Task:
Restate the records word for word, omitting nothing.

The data:
*** Begin section ***
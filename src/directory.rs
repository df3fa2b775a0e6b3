//! The finished result of a parse and its read-only queries.

use std::collections::HashMap;

use serde::Serialize;

use crate::error::Error;
use crate::types::{Resource, ResourceField};

/// Resources of one document in document order, plus an index by `ID`.
/// Only produced by a successful parse; never mutated afterwards.
#[derive(Debug, Clone, Default, PartialEq, Eq, Serialize)]
#[serde(transparent)]
pub struct ResourceDirectory {
    /// Identifier to position in `resources`.
    #[serde(skip)]
    index: HashMap<String, usize>,
    /// Every resource found, in document order.
    resources: Vec<Resource>,
}

impl ResourceDirectory {
    /// Wrap a collection and its index.
    pub(crate) const fn new(resources: Vec<Resource>, index: HashMap<String, usize>) -> Self {
        return Self { index, resources };
    }

    /// All resources in document order.
    pub fn all(&self) -> &[Resource] {
        return &self.resources;
    }

    /// The resource registered under `id`.
    ///
    /// # Errors
    ///
    /// Returns `Error::IdentifierNotFound` if no resource carries `id`.
    pub fn by_id(&self, id: &str) -> Result<&Resource, Error> {
        return self
            .index
            .get(id)
            .and_then(|&position| return self.resources.get(position))
            .ok_or_else(|| return Error::IdentifierNotFound { id: id.to_owned() });
    }

    /// Resources whose nature (`role`) equals `nature` exactly.
    pub fn by_nature(&self, nature: &str) -> Vec<&Resource> {
        return self.filter_by(ResourceField::Role, nature);
    }

    /// Resources whose purpose (`arcrole`) equals `purpose` exactly.
    pub fn by_purpose(&self, purpose: &str) -> Vec<&Resource> {
        return self.filter_by(ResourceField::Arcrole, purpose);
    }

    /// Resources whose language equals `lang` exactly.
    pub fn by_language(&self, lang: &str) -> Vec<&Resource> {
        return self.filter_by(ResourceField::Lang, lang);
    }

    /// Resources whose `field` is present and equals `value`, case-sensitively,
    /// in document order.
    pub fn filter_by(&self, field: ResourceField, value: &str) -> Vec<&Resource> {
        return self
            .resources
            .iter()
            .filter(|resource| return resource.get(field) == Some(value))
            .collect();
    }

    /// Number of resources.
    pub fn len(&self) -> usize {
        return self.resources.len();
    }

    /// Whether the document held no resources.
    pub fn is_empty(&self) -> bool {
        return self.resources.is_empty();
    }
}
*** End section ***
Task answer:
filename src/directory.rs
repository df3fa2b775a0e6b3
//! The finished result of a parse and its read-only queries.

use std::collections::HashMap;

use serde::Serialize;

use crate::error::Error;
use crate::types::{Resource, ResourceField};

/// Resources of one document in document order, plus an index by `ID`.
/// Only produced by a successful parse; never mutated afterwards.
#[derive(Debug, Clone, Default, PartialEq, Eq, Serialize)]
#[serde(transparent)]
pub struct ResourceDirectory {
    /// Identifier to position in `resources`.
    #[serde(skip)]
    index: HashMap<String, usize>,
    /// Every resource found, in document order.
    resources: Vec<Resource>,
}

impl ResourceDirectory {
    /// Wrap a collection and its index.
    pub(crate) const fn new(resources: Vec<Resource>, index: HashMap<String, usize>) -> Self {
        return Self { index, resources };
    }

    /// All resources in document order.
    pub fn all(&self) -> &[Resource] {
        return &self.resources;
    }

    /// The resource registered under `id`.
    ///
    /// # Errors
    ///
    /// Returns `Error::IdentifierNotFound` if no resource carries `id`.
    pub fn by_id(&self, id: &str) -> Result<&Resource, Error> {
        return self
            .index
            .get(id)
            .and_then(|&position| return self.resources.get(position))
            .ok_or_else(|| return Error::IdentifierNotFound { id: id.to_owned() });
    }

    /// Resources whose nature (`role`) equals `nature` exactly.
    pub fn by_nature(&self, nature: &str) -> Vec<&Resource> {
        return self.filter_by(ResourceField::Role, nature);
    }

    /// Resources whose purpose (`arcrole`) equals `purpose` exactly.
    pub fn by_purpose(&self, purpose: &str) -> Vec<&Resource> {
        return self.filter_by(ResourceField::Arcrole, purpose);
    }

    /// Resources whose language equals `lang` exactly.
    pub fn by_language(&self, lang: &str) -> Vec<&Resource> {
        return self.filter_by(ResourceField::Lang, lang);
    }

    /// Resources whose `field` is present and equals `value`, case-sensitively,
    /// in document order.
    pub fn filter_by(&self, field: ResourceField, value: &str) -> Vec<&Resource> {
        return self
            .resources
            .iter()
            .filter(|resource| return resource.get(field) == Some(value))
            .collect();
    }

    /// Number of resources.
    pub fn len(&self) -> usize {
        return self.resources.len();
    }

    /// Whether the document held no resources.
    pub fn is_empty(&self) -> bool {
        return self.resources.is_empty();
    }
}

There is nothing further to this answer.